A História de um Cabo de Fibra Ótica
Olá. Podes não me ver, mas estou por todo o lado à tua volta, mais fino que um único fio do teu cabelo. O meu nome é Cabo de Fibra Ótica, e sou um tipo de mensageiro muito especial. Sou feito de vidro incrivelmente puro e flexível, tão transparente que mal me consegues ver. O meu trabalho é transportar as histórias, segredos e canções do mundo, não como sons ou eletricidade, mas como pequenos e dançantes flashes de luz. Imagina enviar uma mensagem secreta ao teu amigo do outro lado de um campo usando uma lanterna. Agora, imagina fazer isso milhões de vezes por segundo, através de um pequeno fio de vidro que se estende por milhares de quilómetros. Esse sou eu. Antes de eu aparecer, as mensagens tinham de viajar através de fios de cobre grossos e pesados. Era lento e desajeitado, como tentar fazer passar um rio inteiro por uma mangueira de jardim minúscula. Simplesmente não havia espaço suficiente para todas as imagens, vídeos e conversas que as pessoas queriam partilhar. O mundo precisava de uma forma mais rápida e maior para se conectar, e é aí que a minha história começa.
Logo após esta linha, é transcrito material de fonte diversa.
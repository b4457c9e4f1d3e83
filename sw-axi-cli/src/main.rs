use clap::{ArgAction, Parser, Subcommand};
use log::debug;
use std::fmt;
use std::process::ExitCode;
use std::thread;
use stderrlog::LogLevelNum;
use sw_axi_core::config::{Config, DEFAULT_URI};
use sw_axi_core::resources::ram::Ram;
use sw_axi_core::{Bridge, Buffer, IpConfig, IpType, Master, SystemInfo};

const RAM_ADDRESS: u64 = 0x1000;
const RAM_SIZE: usize = 0x2000;
const GREETING: &[u8] = b"Hello world!";

#[derive(Parser, Debug)]
#[command(version, about, long_about = None)]
struct Args {
    /// Rendezvous point of the router.
    #[arg(short, long, env = "SW_AXI_URI", default_value = DEFAULT_URI)]
    uri: String,
    /// Name to introduce the bridge with. Defaults to the name of the bench.
    #[arg(short, long)]
    name: Option<String>,
    /// Log more. Can be repeated.
    #[arg(short, long, action = ArgAction::Count)]
    verbose: u8,
    #[command(subcommand)]
    bench: Bench,
}

#[derive(Subcommand, Debug, Copy, Clone)]
enum Bench {
    /// Connect to the router and print its identity.
    Version,
    /// Register a RAM slave, then print the peers and IP blocks known to the router.
    Handshake,
    /// Write a greeting to the RAM slave through a software master and read it back.
    MasterLite,
}

impl Bench {
    fn default_name(self) -> &'static str {
        match self {
            Bench::Version => "00-version",
            Bench::Handshake => "01-handshake",
            Bench::MasterLite => "02-sw-master-lite",
        }
    }
}

/// A bench step that went wrong.
enum Failed {
    Step {
        step: &'static str,
        error: sw_axi_core::Error,
    },
    Setup(&'static str),
}

impl fmt::Display for Failed {
    fn fmt(&self, f: &mut fmt::Formatter<'_>) -> fmt::Result {
        match self {
            Failed::Step { step, error } => write!(f, "{step}: {error}"),
            Failed::Setup(message) => f.write_str(message),
        }
    }
}

trait Step<T> {
    fn step(self, step: &'static str) -> Result<T, Failed>;
}

impl<T> Step<T> for sw_axi_core::Result<T> {
    fn step(self, step: &'static str) -> Result<T, Failed> {
        self.map_err(|error| Failed::Step { step, error })
    }
}

fn main() -> ExitCode {
    let args = Args::parse();

    let verbosity = match args.verbose {
        0 => LogLevelNum::Warn,
        1 => LogLevelNum::Info,
        2 => LogLevelNum::Debug,
        _ => LogLevelNum::Trace,
    };
    if let Err(e) = stderrlog::new()
        .verbosity(verbosity)
        .modules([module_path!(), "sw_axi_core"])
        .init()
    {
        eprintln!("Unable to set up logging: {e}");
    }

    let config = Config {
        name: args
            .name
            .unwrap_or_else(|| args.bench.default_name().to_owned()),
        uri: args.uri,
    };
    debug!("Running {:?} with {:?}", args.bench, config);

    let mut bridge = Bridge::with_config(config);
    let result = match args.bench {
        Bench::Version => version(&mut bridge),
        Bench::Handshake => handshake(&mut bridge),
        Bench::MasterLite => master_lite(&mut bridge),
    };

    match result {
        Ok(true) => ExitCode::SUCCESS,
        Ok(false) => ExitCode::FAILURE,
        Err(e) => {
            eprintln!("{e}");
            ExitCode::FAILURE
        }
    }
}

fn connect(bridge: &mut Bridge) -> Result<(), Failed> {
    let router = bridge
        .connect_default()
        .step("Unable to connect to the router")?;
    print_router(&router);
    Ok(())
}

fn print_router(router: &SystemInfo) {
    eprintln!("Connected to the router:");
    eprintln!("Name:        {}", router.name);
    eprintln!("System Name: {}", router.system_name);
    eprintln!("Pid:         {}", router.pid);
    eprintln!("Hostname:    {}", router.hostname);
    eprintln!();
}

fn register_ram(bridge: &mut Bridge) -> Result<(), Failed> {
    let config =
        IpConfig::slave("Soft-RAM", RAM_ADDRESS, RAM_SIZE as u64).with_type(IpType::SlaveLite);
    let ram = Ram::new(RAM_ADDRESS, RAM_SIZE).ok_or(Failed::Setup("Unable to map the Soft-RAM"))?;
    bridge
        .register_slave(ram, config)
        .step("Unable to register the Soft-RAM slave")?;
    Ok(())
}

fn start(bridge: &mut Bridge) -> Result<(), Failed> {
    bridge.commit_ip().step("Unable to commit the IP")?;
    bridge.start().step("Unable to start the bridge")?;

    eprintln!("Peers:");
    for peer in bridge.peers().step("Unable to enumerate peers")? {
        eprintln!("{peer}");
    }
    eprintln!();

    let ip_blocks = bridge.ip_blocks().step("Unable to enumerate the IPs")?;
    if ip_blocks.is_empty() {
        eprintln!("No IP blocks registered");
    } else {
        eprintln!("IP blocks:");
    }
    for ip in ip_blocks {
        eprintln!("{ip}");
    }
    Ok(())
}

fn disconnect(bridge: &mut Bridge) {
    eprintln!("Disconnecting");
    bridge.disconnect();
}

fn version(bridge: &mut Bridge) -> Result<bool, Failed> {
    connect(bridge)?;
    disconnect(bridge);
    Ok(true)
}

fn handshake(bridge: &mut Bridge) -> Result<bool, Failed> {
    connect(bridge)?;
    register_ram(bridge)?;
    start(bridge)?;
    disconnect(bridge);
    Ok(true)
}

fn master_lite(bridge: &mut Bridge) -> Result<bool, Failed> {
    connect(bridge)?;
    register_ram(bridge)?;
    let master = bridge
        .register_master_ip(IpConfig::master("Soft-Master").with_type(IpType::MasterLite))
        .step("Unable to register a master IP")?;
    start(bridge)?;

    let matched = alongside(bridge, move || exercise(&master))?;
    disconnect(bridge);
    Ok(matched)
}

/// Run `work` on its own thread until the bridge stops, then report what `work` returned.
///
/// `work` is joined even if the bridge stopped with an error.
fn alongside(
    bridge: &mut Bridge,
    work: impl FnOnce() -> bool + Send + 'static,
) -> Result<bool, Failed> {
    let worker = thread::Builder::new()
        .name("soft-master".into())
        .spawn(work)
        .map_err(|_| Failed::Setup("Unable to start the master"))?;

    let completed = bridge.wait_for_completion();
    let matched = worker.join().unwrap_or(false);
    completed.step("Failed to complete without errors")?;
    Ok(matched)
}

/// Write the greeting, read it back, and report whether both agree. Terminates the master.
fn exercise(master: &Master) -> bool {
    let written = master.write(&Buffer::new(RAM_ADDRESS, GREETING.to_vec()));
    let read = master.read(Buffer::zeroed(RAM_ADDRESS, GREETING.len()));

    let outcome = written
        .wait()
        .step("Write failed")
        .and_then(|()| read.wait().step("Read failed"));
    let matched = match outcome {
        Ok(read) => {
            println!("Wrote: {}", String::from_utf8_lossy(GREETING));
            println!("Read:  {}", String::from_utf8_lossy(&read.data));
            let matched = read.data == GREETING;
            println!("{}", if matched { "MATCH!" } else { "NO MATCH!" });
            matched
        }
        Err(e) => {
            eprintln!("{e}");
            false
        }
    };

    eprintln!("Terminating the master");
    master.terminate();
    matched
}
A minha história começou verdadeiramente com uma ideia brilhante na mente de um cientista chamado Charles K. Kao. Em 1966, ele imaginou um mundo conectado pela luz. Ele propôs que, se fosse possível fazer vidro extraordinariamente puro, poder-se-iam enviar sinais de luz através dele por distâncias muito longas sem que se desvanecessem. Naquela altura, a maioria das pessoas achava que era impossível. Diziam que o vidro simplesmente não era suficientemente transparente e que a luz se perderia. Mas o Charles acreditava. A sua ideia foi como plantar uma semente. Levou alguns anos e uma equipa dedicada de cientistas numa empresa chamada Corning Glass Works para fazer essa semente crescer. Três homens, Donald Keck, Robert Maurer e Peter Schultz, passaram inúmeras horas no seu laboratório, a tentar criar o vidro perfeitamente puro de que eu precisava para existir. Eles tentaram diferentes materiais e métodos, enfrentando muitos desafios pelo caminho. Mas não desistiram. Então, num dia de verão, a 7 de agosto de 1970, aconteceu. Tiveram o seu momento "aha!". Testaram um novo fio de fibra de vidro que tinham criado, e funcionou. O sinal de luz viajou através dele de forma clara e forte, muito melhor do que alguma vez antes. Esse foi o dia em que eu nasci verdadeiramente, um pequeno fio de vidro pronto para mudar tudo. Eu podia sentir a excitação no laboratório; foi a faísca de uma nova era.
Assim que nasci, a minha grande aventura começou. O meu trabalho era conectar o mundo. Equipas de engenheiros instalaram-me em longos feixes protegidos no fundo dos vastos e profundos oceanos. Estendi-me da América à Europa, da Ásia à África, criando pontes de luz invisíveis entre continentes. Ao contrário dos antigos fios de cobre que só conseguiam transportar uma chamada telefónica de cada vez, eu conseguia transportar milhões. Tornei-me a superestrada da informação. Pensa nisso. Quando vês o teu filme favorito online, as imagens e os sons viajam até ti como flashes de luz dentro de mim. Quando jogas um videojogo com um amigo que vive noutro país, sou eu que transporto os teus movimentos para trás e para a frente num piscar de olhos. Quando acenas aos teus avós numa videochamada, os nossos rostos viajam pelo mundo como sinais de luz dentro do meu núcleo de vidro. Fiz o mundo parecer mais pequeno e mais conectado. Transporto e-mails, fotos, música e todo o conhecimento da internet, tornando possível que aprendas, partilhes e fales com qualquer pessoa, em qualquer lugar, quase instantaneamente.
Mesmo agora, a cada segundo de cada dia, eu estou a trabalhar. Sou um herói silencioso e invisível, a zumbir com a luz das conversas, ideias e risos do mundo. Tenho orgulho em ajudar médicos a partilhar informações que salvam vidas, estudantes a aprender sobre lugares distantes e famílias a manterem-se próximas, mesmo quando estão a quilómetros de distância. De uma única ideia brilhante na mente de um cientista e de uma experiência bem-sucedida num laboratório, cresci para me tornar uma rede global. A minha história mostra que, por vezes, as coisas mais pequenas — como um pequeno fio de vidro — podem ter o maior impacto, iluminando o nosso mundo inteiro e conectando-nos a todos numa teia de luz.